First, a refresher on Zero Trust. The framework of Zero Trust is outlined in our recent white paper Securing a New Digital World with Zero Trust, and includes the premise that all traffic should be regarded as suspicious until verified:"never trust, always verify." Four key tenets of the Zero Trust approach include:
1. Protect the crown jewels: Deploy network segmentation to create perimeters and micro-segments, while limiting user privileges (such as unnecessary administrative rights).
2. Automate your lookout: Use leading incident detection and response tools, with automated solutions where possible.
3. Make your tools work together: Integrate cybersecurity offerings across multi-vendor networks to create a comprehensive, unified cyber approach.
4. Keep an eye out: With full network visibility, watch for suspicious behavior and other patterns across data, devices, applications, networking tools and other channels.
With this approach, let's take a look at common cybersecurity attacks Zero Trust can address:
Phishing is a common type of cyberattack that uses social engineering to fool unsuspecting users.

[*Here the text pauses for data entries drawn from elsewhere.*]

use crate::core::error::ApeyeError;
use serde::{Deserialize, Serialize};
use std::fs;
use std::path::{Path, PathBuf};

const STORE_DIR: &str = ".apeye";
const ACTIVE_ENVIRONMENT_FILE: &str = "active-environment.json";

#[derive(Debug, Default, Serialize, Deserialize)]
#[serde(rename_all = "camelCase")]
struct ActiveEnvironment {
    active_environment_id: Option<String>,
}

/// Persists the selected environment id between runs.
pub struct ActiveEnvironmentStore {
    path: PathBuf,
}

impl ActiveEnvironmentStore {
    pub fn in_dir(dir: &Path) -> Self {
        Self {
            path: dir.join(STORE_DIR).join(ACTIVE_ENVIRONMENT_FILE),
        }
    }

    pub fn current_dir() -> Self {
        Self::in_dir(Path::new("."))
    }

    pub fn path(&self) -> &Path {
        &self.path
    }

    pub fn load(&self) -> Result<Option<String>, ApeyeError> {
        if !self.path.exists() {
            return Ok(None);
        }
        let content = fs::read_to_string(&self.path)?;
        let stored: ActiveEnvironment =
            serde_json::from_str(&content).map_err(|e| ApeyeError::InvalidFile {
                path: self.path.display().to_string(),
                message: e.to_string(),
            })?;
        Ok(stored.active_environment_id)
    }

    pub fn save(&self, id: &str) -> Result<(), ApeyeError> {
        if let Some(parent) = self.path.parent() {
            fs::create_dir_all(parent)?;
        }
        let stored = ActiveEnvironment {
            active_environment_id: Some(id.to_string()),
        };
        let json = serde_json::to_string_pretty(&stored).map_err(|e| e.to_string())?;
        fs::write(&self.path, json)?;
        Ok(())
    }

    pub fn clear(&self) -> Result<(), ApeyeError> {
        if self.path.exists() {
            fs::remove_file(&self.path)?;
        }
        Ok(())
    }
}

#[cfg(test)]
mod tests {
    use super::*;

    fn temp_dir(name: &str) -> PathBuf {
        let dir = std::env::temp_dir().join(format!("apeye_store_{name}_{}", std::process::id()));
        let _ = fs::remove_dir_all(&dir);
        fs::create_dir_all(&dir).unwrap();
        dir
    }

    #[test]
    fn test_save_load_clear() {
        let dir = temp_dir("roundtrip");
        let store = ActiveEnvironmentStore::in_dir(&dir);

        assert_eq!(store.load().unwrap(), None);
        store.save("env-1").unwrap();
        assert_eq!(store.load().unwrap().as_deref(), Some("env-1"));

        let raw = fs::read_to_string(store.path()).unwrap();
        assert!(raw.contains("\"activeEnvironmentId\": \"env-1\""));

        store.clear().unwrap();
        assert_eq!(store.load().unwrap(), None);
        store.clear().unwrap();

        let _ = fs::remove_dir_all(&dir);
    }

    #[test]
    fn test_corrupt_file_is_reported() {
        let dir = temp_dir("corrupt");
        let store = ActiveEnvironmentStore::in_dir(&dir);
        fs::create_dir_all(store.path().parent().unwrap()).unwrap();
        fs::write(store.path(), "{not json").unwrap();

        assert!(matches!(store.load(), Err(ApeyeError::InvalidFile { .. })));
        let _ = fs::remove_dir_all(&dir);
    }
}
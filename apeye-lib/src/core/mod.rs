pub mod error;
pub mod version;
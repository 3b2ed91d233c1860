pub mod classify;
pub mod client;
pub mod core;
pub mod dispatch;
pub mod model;
pub mod relay;
pub mod variables;

pub use classify::{classify, is_private_url, Target};
pub use client::{ApiClient, Backend, DirectExecutor};
pub use crate::core::error::{ApiError, DispatchError, ExecuteError};
pub use dispatch::{
    AppState, Dispatched, Dispatcher, Executed, Notification, NotificationLevel, Route,
};
pub use model::{
    ApiResponse, Auth, Body, BodyType, Environment, HistoryEntry, HistoryFilter, HttpMethod,
    KeyValue, KeyValueField, NewHistoryEntry, RequestConfig, StatusFilter,
};
pub use variables::{extract_variables, resolve_config, resolve_string};
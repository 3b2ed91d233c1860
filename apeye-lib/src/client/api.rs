use super::backend::{Backend, BackendFuture};
use crate::core::error::ApiError;
use crate::model::{
    ApiResponse, Collection, CreateCollectionInput, CreateEnvironmentInput, Environment,
    HistoryEntry, NewHistoryEntry, RequestConfig, SaveRequestInput, SavedRequest,
    UpdateCollectionInput, UpdateEnvironmentInput,
};
use reqwest::header::COOKIE;
use reqwest::{Method, RequestBuilder, Response, StatusCode};
use serde::de::DeserializeOwned;
use tracing::debug;

pub const DEFAULT_HISTORY_LIMIT: usize = 50;

/// REST client for the apeye backend.
#[derive(Debug, Clone)]
pub struct ApiClient {
    http: reqwest::Client,
    base_url: String,
    cookie: Option<String>,
}

impl ApiClient {
    pub fn new(base_url: impl Into<String>) -> Self {
        Self::with_client(reqwest::Client::new(), base_url)
    }

    pub fn with_client(http: reqwest::Client, base_url: impl Into<String>) -> Self {
        let base_url = base_url.into().trim_end_matches('/').to_string();
        Self {
            http,
            base_url,
            cookie: None,
        }
    }

    /// Session cookie sent with every call, e.g. `session=abc`.
    pub fn with_cookie(mut self, cookie: impl Into<String>) -> Self {
        let cookie = cookie.into();
        self.cookie = (!cookie.trim().is_empty()).then_some(cookie);
        self
    }

    pub fn base_url(&self) -> &str {
        &self.base_url
    }

    pub async fn list_collections(&self) -> Result<Vec<Collection>, ApiError> {
        self.send(self.request(Method::GET, "/collections")).await
    }

    pub async fn create_collection(
        &self,
        input: &CreateCollectionInput,
    ) -> Result<Collection, ApiError> {
        self.send(self.request(Method::POST, "/collections").json(input))
            .await
    }

    pub async fn get_collection(&self, id: &str) -> Result<Collection, ApiError> {
        self.send(self.request(Method::GET, &format!("/collections/{id}")))
            .await
    }

    pub async fn update_collection(
        &self,
        id: &str,
        input: &UpdateCollectionInput,
    ) -> Result<Collection, ApiError> {
        self.send(
            self.request(Method::PUT, &format!("/collections/{id}"))
                .json(input),
        )
        .await
    }

    pub async fn delete_collection(&self, id: &str) -> Result<(), ApiError> {
        self.send_empty(self.request(Method::DELETE, &format!("/collections/{id}")))
            .await
    }

    pub async fn save_request(&self, input: &SaveRequestInput) -> Result<SavedRequest, ApiError> {
        self.send(self.request(Method::POST, "/requests").json(input))
            .await
    }

    pub async fn delete_request(&self, id: &str) -> Result<(), ApiError> {
        self.send_empty(self.request(Method::DELETE, &format!("/requests/{id}")))
            .await
    }

    pub async fn list_environments(&self) -> Result<Vec<Environment>, ApiError> {
        self.send(self.request(Method::GET, "/environments")).await
    }

    pub async fn create_environment(
        &self,
        input: &CreateEnvironmentInput,
    ) -> Result<Environment, ApiError> {
        self.send(self.request(Method::POST, "/environments").json(input))
            .await
    }

    pub async fn get_environment(&self, id: &str) -> Result<Environment, ApiError> {
        self.send(self.request(Method::GET, &format!("/environments/{id}")))
            .await
    }

    pub async fn update_environment(
        &self,
        id: &str,
        input: &UpdateEnvironmentInput,
    ) -> Result<Environment, ApiError> {
        self.send(
            self.request(Method::PUT, &format!("/environments/{id}"))
                .json(input),
        )
        .await
    }

    pub async fn delete_environment(&self, id: &str) -> Result<(), ApiError> {
        self.send_empty(self.request(Method::DELETE, &format!("/environments/{id}")))
            .await
    }

    pub async fn list_history(&self, limit: usize) -> Result<Vec<HistoryEntry>, ApiError> {
        self.send(
            self.request(Method::GET, "/history")
                .query(&[("limit", limit)]),
        )
        .await
    }

    pub async fn create_history(&self, entry: &NewHistoryEntry) -> Result<(), ApiError> {
        self.send_empty(self.request(Method::POST, "/history").json(entry))
            .await
    }

    pub async fn delete_history(&self, id: &str) -> Result<(), ApiError> {
        self.send_empty(self.request(Method::DELETE, &format!("/history/{id}")))
            .await
    }

    pub async fn clear_history(&self) -> Result<(), ApiError> {
        self.send_empty(self.request(Method::DELETE, "/history"))
            .await
    }

    /// Runs the request on the backend and returns its normalized response.
    pub async fn execute_request(&self, config: &RequestConfig) -> Result<ApiResponse, ApiError> {
        self.send(self.request(Method::POST, "/requests/execute").json(config))
            .await
    }

    fn request(&self, method: Method, path: &str) -> RequestBuilder {
        let url = format!("{}{}", self.base_url, path);
        debug!(%method, %url, "backend call");
        let builder = self.http.request(method, url);
        match &self.cookie {
            Some(cookie) => builder.header(COOKIE, cookie),
            None => builder,
        }
    }

    async fn send<T: DeserializeOwned>(&self, builder: RequestBuilder) -> Result<T, ApiError> {
        let response = check_status(builder.send().await?).await?;
        Ok(response.json::<T>().await?)
    }

    async fn send_empty(&self, builder: RequestBuilder) -> Result<(), ApiError> {
        check_status(builder.send().await?).await?;
        Ok(())
    }
}

async fn check_status(response: Response) -> Result<Response, ApiError> {
    let status = response.status();
    if status.is_success() {
        return Ok(response);
    }
    if status == StatusCode::UNAUTHORIZED {
        return Err(ApiError::Unauthorized);
    }

    let text = response.text().await.unwrap_or_default();
    Err(ApiError::Status {
        status: status.as_u16(),
        message: error_message(status, &text),
    })
}

/// Prefers the backend's `{"error": ...}` field, then the raw body.
fn error_message(status: StatusCode, body: &str) -> String {
    if let Ok(value) = serde_json::from_str::<serde_json::Value>(body) {
        if let Some(message) = value.get("error").and_then(|v| v.as_str()) {
            return message.to_string();
        }
    }
    if body.trim().is_empty() {
        status.canonical_reason().unwrap_or("Request failed").to_string()
    } else {
        body.trim().to_string()
    }
}

impl Backend for ApiClient {
    fn execute<'a>(&'a self, config: &'a RequestConfig) -> BackendFuture<'a, ApiResponse> {
        Box::pin(self.execute_request(config))
    }

    fn record_history<'a>(&'a self, entry: &'a NewHistoryEntry) -> BackendFuture<'a, ()> {
        Box::pin(self.create_history(entry))
    }
}

#[cfg(test)]
mod tests {
    use super::*;

    #[test]
    fn test_error_message_prefers_error_field() {
        assert_eq!(
            error_message(StatusCode::BAD_REQUEST, r#"{"error":"name is required"}"#),
            "name is required"
        );
        assert_eq!(
            error_message(StatusCode::BAD_GATEWAY, "upstream down\n"),
            "upstream down"
        );
        assert_eq!(error_message(StatusCode::NOT_FOUND, ""), "Not Found");
    }

    #[test]
    fn test_base_url_and_cookie_normalization() {
        let client = ApiClient::new("http://localhost:8080/api/").with_cookie("  ");
        assert_eq!(client.base_url(), "http://localhost:8080/api");
        assert!(client.cookie.is_none());

        let client = client.with_cookie("session=abc");
        assert_eq!(client.cookie.as_deref(), Some("session=abc"));
    }
}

Often, a user will receive an email with an attachment or undercover download link, which tricks them into taking an action that downloads malware or takes them to a fake login page to give away credentials. Consider a scenario where employees receive a forged email that requests them to change their password in a short timeframe. By visiting the link and inputting their credentials into a counterfeit site, users can give threat actors access to a login portal, which allows hackers to move within a network and find additional weak points.
A Zero Trust approach accounts for this by assuming that any user can be compromised. Cybersecurity protocols that allow security administrators to maintain visibility into the network and watch for suspicious behavior can help quickly mitigate attacks as they occur.
A true Zero Trust approach should include informing employees and organizational stakeholders on cyber risk and how to prevent threats. Many Security Operations Centers (SOCs) will run regular exercises and tests including sending their own fake emails to employees to simulate what a phishing attack might look like. In some cases, employees may be asked to take a training course if they mistakenly engage with the fake malicious messages.
Business Email Compromise (BEC) often uses a combination of social engineering, malicious email campaigns and other impersonation methods to gain users' trust with tactics like domain spoofing and lookalike domains. By targeting users with seemingly genuine messages and prompts, attackers can manipulate employees to make wire transfers, hand over credentials and allow threats to penetrate the network.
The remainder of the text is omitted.